Gutachten schreiben

  • Hallo,
    ich brüte gerade über einem meiner ersten Gutachten zur Feststellung sonderpädagogischen Förderbedarfs. Ich habe hier ein Gutachten aus dem Vorjahr liegen, an dem ich mich in punkto Formalia orientiert habe. Nun soll ich aber mit einer erfahrenen Kollegin aus einer anderen Schule zusammenarbeiten, die so Einiges anders macht und ich beginne, irritiert zu sein...
    also: Welche Zeitform benutzt ihr? Stellt ihr Hypothesen im FSP Körperliche/motorische Entwicklung auf? Welche Stolperstellen gibt es sonst noch, bei 2 oder mehr FSP gleichzeitig?
    Ich freue mich über Austausch!

  • Schicke dir mal die Vorlage eines meiner letzten Gutachten. Natürlich leer. Habe allerdings auch Kommentare reingeschrieben. Ich hoffe es hilft dir. Schau mal in deine Nachrichten.
    Ich hoffe, dass es dir weiter hilft. :)

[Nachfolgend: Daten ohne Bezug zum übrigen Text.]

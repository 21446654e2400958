pub mod auth;
pub mod config;
pub mod error;
pub mod middleware;
pub mod models;
pub mod routes;
pub mod storage;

  • Kann leider hier keine doc. Dateien hochladen. Wenn du mir deine E-Mailadresse als Nachricht schickst, werde ich dir das Dokument zumailen.

  • Hallo rotherstein,
    danke für deine Bereitschaft, mir zu helfen. Habe jetzt leider erfahren müssen, dass es x Möglichkeiten gibt, so ein Gutachten zu schreiben und meine Schulleitung möchte es natürlich nur GENAU SO wie immer. Schon die Zusammenarbeit mit einer benachbarten Schule birgt ungeahnte Tücken. Ich versuche jetzt erstmal, mich an die derzeitige Variante anzupassen und frage meine Kollegen aus. Danke trotzdem.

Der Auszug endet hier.